◆ **REQUIRED WORK**: State how many lines of the records include the word "send"; the reply is that number alone.

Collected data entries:
◇ ◇ ◇ ◇

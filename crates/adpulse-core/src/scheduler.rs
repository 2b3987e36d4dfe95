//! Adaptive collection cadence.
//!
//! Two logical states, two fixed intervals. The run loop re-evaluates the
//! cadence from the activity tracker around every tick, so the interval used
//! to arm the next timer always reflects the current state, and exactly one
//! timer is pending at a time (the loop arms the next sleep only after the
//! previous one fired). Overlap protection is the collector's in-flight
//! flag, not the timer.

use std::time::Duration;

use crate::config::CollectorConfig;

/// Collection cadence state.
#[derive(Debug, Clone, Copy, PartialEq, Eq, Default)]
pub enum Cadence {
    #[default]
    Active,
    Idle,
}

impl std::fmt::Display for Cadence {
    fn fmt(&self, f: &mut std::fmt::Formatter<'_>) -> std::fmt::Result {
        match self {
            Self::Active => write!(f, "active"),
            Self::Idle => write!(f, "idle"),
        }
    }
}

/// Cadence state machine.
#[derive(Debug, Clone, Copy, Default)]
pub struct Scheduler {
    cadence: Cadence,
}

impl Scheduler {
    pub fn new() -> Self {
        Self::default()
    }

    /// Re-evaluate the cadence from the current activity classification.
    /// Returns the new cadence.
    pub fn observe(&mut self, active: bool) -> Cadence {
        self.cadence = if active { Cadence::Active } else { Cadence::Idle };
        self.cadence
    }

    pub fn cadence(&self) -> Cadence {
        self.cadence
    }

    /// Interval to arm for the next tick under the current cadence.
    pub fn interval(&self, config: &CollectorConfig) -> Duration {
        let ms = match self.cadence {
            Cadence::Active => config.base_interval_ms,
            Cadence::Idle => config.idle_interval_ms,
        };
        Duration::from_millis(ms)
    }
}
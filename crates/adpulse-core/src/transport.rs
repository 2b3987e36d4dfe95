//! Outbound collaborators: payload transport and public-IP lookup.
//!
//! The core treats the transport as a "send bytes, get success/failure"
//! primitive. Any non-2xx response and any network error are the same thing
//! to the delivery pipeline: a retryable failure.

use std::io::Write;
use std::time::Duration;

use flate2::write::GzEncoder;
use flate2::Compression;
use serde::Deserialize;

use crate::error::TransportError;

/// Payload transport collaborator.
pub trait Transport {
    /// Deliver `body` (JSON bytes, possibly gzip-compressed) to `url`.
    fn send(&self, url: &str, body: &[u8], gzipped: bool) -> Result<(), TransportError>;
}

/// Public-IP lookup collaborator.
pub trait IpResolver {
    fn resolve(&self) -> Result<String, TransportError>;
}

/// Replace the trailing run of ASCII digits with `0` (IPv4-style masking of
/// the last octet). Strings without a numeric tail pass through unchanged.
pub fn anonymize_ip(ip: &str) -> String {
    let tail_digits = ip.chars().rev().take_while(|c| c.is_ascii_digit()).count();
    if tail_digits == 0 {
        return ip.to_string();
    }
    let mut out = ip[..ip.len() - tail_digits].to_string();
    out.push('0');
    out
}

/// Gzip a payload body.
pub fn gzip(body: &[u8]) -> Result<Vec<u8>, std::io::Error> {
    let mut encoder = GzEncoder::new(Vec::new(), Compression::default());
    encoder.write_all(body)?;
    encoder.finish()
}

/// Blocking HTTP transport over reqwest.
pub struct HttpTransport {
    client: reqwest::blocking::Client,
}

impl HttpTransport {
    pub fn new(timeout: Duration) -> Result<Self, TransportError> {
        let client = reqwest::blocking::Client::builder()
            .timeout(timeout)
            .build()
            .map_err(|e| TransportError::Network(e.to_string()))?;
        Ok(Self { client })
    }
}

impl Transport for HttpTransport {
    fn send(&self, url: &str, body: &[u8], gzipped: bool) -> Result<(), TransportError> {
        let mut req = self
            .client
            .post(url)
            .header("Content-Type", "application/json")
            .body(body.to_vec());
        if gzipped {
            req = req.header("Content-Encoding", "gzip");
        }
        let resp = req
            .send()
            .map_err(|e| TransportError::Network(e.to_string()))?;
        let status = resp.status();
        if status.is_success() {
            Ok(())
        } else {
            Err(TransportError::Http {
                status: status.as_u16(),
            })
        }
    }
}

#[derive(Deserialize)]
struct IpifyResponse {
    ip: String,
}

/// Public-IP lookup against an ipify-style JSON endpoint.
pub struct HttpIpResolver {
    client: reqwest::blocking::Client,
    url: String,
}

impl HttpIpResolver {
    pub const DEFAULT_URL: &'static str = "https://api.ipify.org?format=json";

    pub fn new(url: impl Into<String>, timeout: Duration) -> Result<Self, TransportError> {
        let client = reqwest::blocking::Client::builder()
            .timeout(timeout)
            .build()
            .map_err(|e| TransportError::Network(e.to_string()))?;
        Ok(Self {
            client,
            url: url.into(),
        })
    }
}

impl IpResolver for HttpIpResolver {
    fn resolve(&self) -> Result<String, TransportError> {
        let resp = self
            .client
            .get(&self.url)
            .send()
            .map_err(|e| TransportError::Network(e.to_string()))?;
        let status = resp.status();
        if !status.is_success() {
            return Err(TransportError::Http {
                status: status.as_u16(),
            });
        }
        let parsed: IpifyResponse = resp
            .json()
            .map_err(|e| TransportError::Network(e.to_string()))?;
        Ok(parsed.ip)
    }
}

◇ ◇ ◇ ◇

◆ **TASK RESPONSE**: 5